* **WHAT TO PRODUCE**
What you return must match the records exactly.

--- DATA FOR ANALYSIS Enclosed Below ---

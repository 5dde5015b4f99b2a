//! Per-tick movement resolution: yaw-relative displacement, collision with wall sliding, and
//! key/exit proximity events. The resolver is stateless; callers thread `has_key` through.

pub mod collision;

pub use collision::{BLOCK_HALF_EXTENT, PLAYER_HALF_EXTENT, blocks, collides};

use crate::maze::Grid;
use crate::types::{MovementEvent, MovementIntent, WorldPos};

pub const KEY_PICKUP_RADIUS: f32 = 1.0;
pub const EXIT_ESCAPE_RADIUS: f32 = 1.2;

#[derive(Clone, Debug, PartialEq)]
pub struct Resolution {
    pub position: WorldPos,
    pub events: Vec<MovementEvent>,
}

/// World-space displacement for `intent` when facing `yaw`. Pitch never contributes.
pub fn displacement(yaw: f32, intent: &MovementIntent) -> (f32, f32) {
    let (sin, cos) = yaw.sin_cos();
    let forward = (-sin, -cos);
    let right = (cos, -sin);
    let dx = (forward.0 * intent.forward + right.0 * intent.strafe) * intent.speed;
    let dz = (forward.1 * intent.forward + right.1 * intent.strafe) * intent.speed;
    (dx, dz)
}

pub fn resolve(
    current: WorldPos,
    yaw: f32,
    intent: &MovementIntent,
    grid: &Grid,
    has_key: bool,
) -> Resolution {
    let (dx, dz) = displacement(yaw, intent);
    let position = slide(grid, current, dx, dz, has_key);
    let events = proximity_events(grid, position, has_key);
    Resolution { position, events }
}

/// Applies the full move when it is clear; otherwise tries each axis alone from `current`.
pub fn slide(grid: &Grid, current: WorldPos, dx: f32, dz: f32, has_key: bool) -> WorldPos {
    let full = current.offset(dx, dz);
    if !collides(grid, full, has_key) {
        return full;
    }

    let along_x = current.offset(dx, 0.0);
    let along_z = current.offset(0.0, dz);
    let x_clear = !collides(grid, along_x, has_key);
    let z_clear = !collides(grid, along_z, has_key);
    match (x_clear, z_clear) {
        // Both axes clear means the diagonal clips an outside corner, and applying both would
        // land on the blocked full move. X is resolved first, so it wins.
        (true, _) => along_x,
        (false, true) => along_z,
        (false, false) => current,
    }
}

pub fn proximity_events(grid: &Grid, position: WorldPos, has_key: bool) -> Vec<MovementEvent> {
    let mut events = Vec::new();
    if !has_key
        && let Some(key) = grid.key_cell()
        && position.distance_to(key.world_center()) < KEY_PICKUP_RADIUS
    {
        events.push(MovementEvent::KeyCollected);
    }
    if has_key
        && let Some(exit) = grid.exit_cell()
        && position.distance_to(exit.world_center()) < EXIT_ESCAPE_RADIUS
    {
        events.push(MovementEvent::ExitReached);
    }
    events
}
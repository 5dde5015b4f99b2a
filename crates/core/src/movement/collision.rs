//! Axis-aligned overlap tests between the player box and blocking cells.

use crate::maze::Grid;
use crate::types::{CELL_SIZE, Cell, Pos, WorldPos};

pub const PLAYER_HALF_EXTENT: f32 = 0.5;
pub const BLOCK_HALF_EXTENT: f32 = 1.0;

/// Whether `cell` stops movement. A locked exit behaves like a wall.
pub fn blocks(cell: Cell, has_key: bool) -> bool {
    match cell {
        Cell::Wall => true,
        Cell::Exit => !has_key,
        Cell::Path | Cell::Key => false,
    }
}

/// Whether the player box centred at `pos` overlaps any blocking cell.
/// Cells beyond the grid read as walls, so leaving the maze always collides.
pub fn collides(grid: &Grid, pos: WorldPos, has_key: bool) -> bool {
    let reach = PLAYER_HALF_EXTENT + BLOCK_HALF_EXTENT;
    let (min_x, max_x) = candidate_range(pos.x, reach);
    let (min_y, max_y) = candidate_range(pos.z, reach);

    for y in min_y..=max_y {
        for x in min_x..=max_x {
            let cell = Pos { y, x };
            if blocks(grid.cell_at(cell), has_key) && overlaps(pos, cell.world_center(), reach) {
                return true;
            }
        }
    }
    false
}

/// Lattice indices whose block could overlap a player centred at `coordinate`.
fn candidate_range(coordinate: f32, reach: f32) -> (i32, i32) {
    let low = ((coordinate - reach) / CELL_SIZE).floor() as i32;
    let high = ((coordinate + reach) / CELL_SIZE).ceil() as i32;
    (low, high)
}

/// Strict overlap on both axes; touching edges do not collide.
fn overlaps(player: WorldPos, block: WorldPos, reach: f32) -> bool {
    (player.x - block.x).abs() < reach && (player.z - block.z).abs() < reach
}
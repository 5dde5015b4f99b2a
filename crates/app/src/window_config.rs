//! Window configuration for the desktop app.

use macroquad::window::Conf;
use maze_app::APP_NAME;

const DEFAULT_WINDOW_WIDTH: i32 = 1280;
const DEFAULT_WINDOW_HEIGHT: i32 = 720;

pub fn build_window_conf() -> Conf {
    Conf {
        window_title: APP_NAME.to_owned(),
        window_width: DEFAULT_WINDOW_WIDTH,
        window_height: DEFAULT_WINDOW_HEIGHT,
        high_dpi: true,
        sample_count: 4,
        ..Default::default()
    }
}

--- End of Enclosed DATA FOR ANALYSIS ---

* **PROBLEM SOLUTION**
repository 5dde5015b4f99b2a
//! Per-tick movement resolution: yaw-relative displacement, collision with wall sliding, and
//! key/exit proximity events. The resolver is stateless; callers thread `has_key` through.

pub mod collision;

pub use collision::{BLOCK_HALF_EXTENT, PLAYER_HALF_EXTENT, blocks, collides};

use crate::maze::Grid;
use crate::types::{MovementEvent, MovementIntent, WorldPos};

pub const KEY_PICKUP_RADIUS: f32 = 1.0;
pub const EXIT_ESCAPE_RADIUS: f32 = 1.2;

#[derive(Clone, Debug, PartialEq)]
pub struct Resolution {
    pub position: WorldPos,
    pub events: Vec<MovementEvent>,
}

/// World-space displacement for `intent` when facing `yaw`. Pitch never contributes.
pub fn displacement(yaw: f32, intent: &MovementIntent) -> (f32, f32) {
    let (sin, cos) = yaw.sin_cos();
    let forward = (-sin, -cos);
    let right = (cos, -sin);
    let dx = (forward.0 * intent.forward + right.0 * intent.strafe) * intent.speed;
    let dz = (forward.1 * intent.forward + right.1 * intent.strafe) * intent.speed;
    (dx, dz)
}

pub fn resolve(
    current: WorldPos,
    yaw: f32,
    intent: &MovementIntent,
    grid: &Grid,
    has_key: bool,
) -> Resolution {
    let (dx, dz) = displacement(yaw, intent);
    let position = slide(grid, current, dx, dz, has_key);
    let events = proximity_events(grid, position, has_key);
    Resolution { position, events }
}

/// Applies the full move when it is clear; otherwise tries each axis alone from `current`.
pub fn slide(grid: &Grid, current: WorldPos, dx: f32, dz: f32, has_key: bool) -> WorldPos {
    let full = current.offset(dx, dz);
    if !collides(grid, full, has_key) {
        return full;
    }

    let along_x = current.offset(dx, 0.0);
    let along_z = current.offset(0.0, dz);
    let x_clear = !collides(grid, along_x, has_key);
    let z_clear = !collides(grid, along_z, has_key);
    match (x_clear, z_clear) {
        // Both axes clear means the diagonal clips an outside corner, and applying both would
        // land on the blocked full move. X is resolved first, so it wins.
        (true, _) => along_x,
        (false, true) => along_z,
        (false, false) => current,
    }
}

pub fn proximity_events(grid: &Grid, position: WorldPos, has_key: bool) -> Vec<MovementEvent> {
    let mut events = Vec::new();
    if !has_key
        && let Some(key) = grid.key_cell()
        && position.distance_to(key.world_center()) < KEY_PICKUP_RADIUS
    {
        events.push(MovementEvent::KeyCollected);
    }
    if has_key
        && let Some(exit) = grid.exit_cell()
        && position.distance_to(exit.world_center()) < EXIT_ESCAPE_RADIUS
    {
        events.push(MovementEvent::ExitReached);
    }
    events
}
repository 5dde5015b4f99b2a
filename crates/core/src/movement/collision.rs
//! Axis-aligned overlap tests between the player box and blocking cells.

use crate::maze::Grid;
use crate::types::{CELL_SIZE, Cell, Pos, WorldPos};

pub const PLAYER_HALF_EXTENT: f32 = 0.5;
pub const BLOCK_HALF_EXTENT: f32 = 1.0;

/// Whether `cell` stops movement. A locked exit behaves like a wall.
pub fn blocks(cell: Cell, has_key: bool) -> bool {
    match cell {
        Cell::Wall => true,
        Cell::Exit => !has_key,
        Cell::Path | Cell::Key => false,
    }
}

/// Whether the player box centred at `pos` overlaps any blocking cell.
/// Cells beyond the grid read as walls, so leaving the maze always collides.
pub fn collides(grid: &Grid, pos: WorldPos, has_key: bool) -> bool {
    let reach = PLAYER_HALF_EXTENT + BLOCK_HALF_EXTENT;
    let (min_x, max_x) = candidate_range(pos.x, reach);
    let (min_y, max_y) = candidate_range(pos.z, reach);

    for y in min_y..=max_y {
        for x in min_x..=max_x {
            let cell = Pos { y, x };
            if blocks(grid.cell_at(cell), has_key) && overlaps(pos, cell.world_center(), reach) {
                return true;
            }
        }
    }
    false
}

/// Lattice indices whose block could overlap a player centred at `coordinate`.
fn candidate_range(coordinate: f32, reach: f32) -> (i32, i32) {
    let low = ((coordinate - reach) / CELL_SIZE).floor() as i32;
    let high = ((coordinate + reach) / CELL_SIZE).ceil() as i32;
    (low, high)
}

/// Strict overlap on both axes; touching edges do not collide.
fn overlaps(player: WorldPos, block: WorldPos, reach: f32) -> bool {
    (player.x - block.x).abs() < reach && (player.z - block.z).abs() < reach
}
repository 5dde5015b4f99b2a
filename crates/app/src/window_config.rs
//! Window configuration for the desktop app.

use macroquad::window::Conf;
use maze_app::APP_NAME;

const DEFAULT_WINDOW_WIDTH: i32 = 1280;
const DEFAULT_WINDOW_HEIGHT: i32 = 720;

pub fn build_window_conf() -> Conf {
    Conf {
        window_title: APP_NAME.to_owned(),
        window_width: DEFAULT_WINDOW_WIDTH,
        window_height: DEFAULT_WINDOW_HEIGHT,
        high_dpi: true,
        sample_count: 4,
        ..Default::default()
    }
}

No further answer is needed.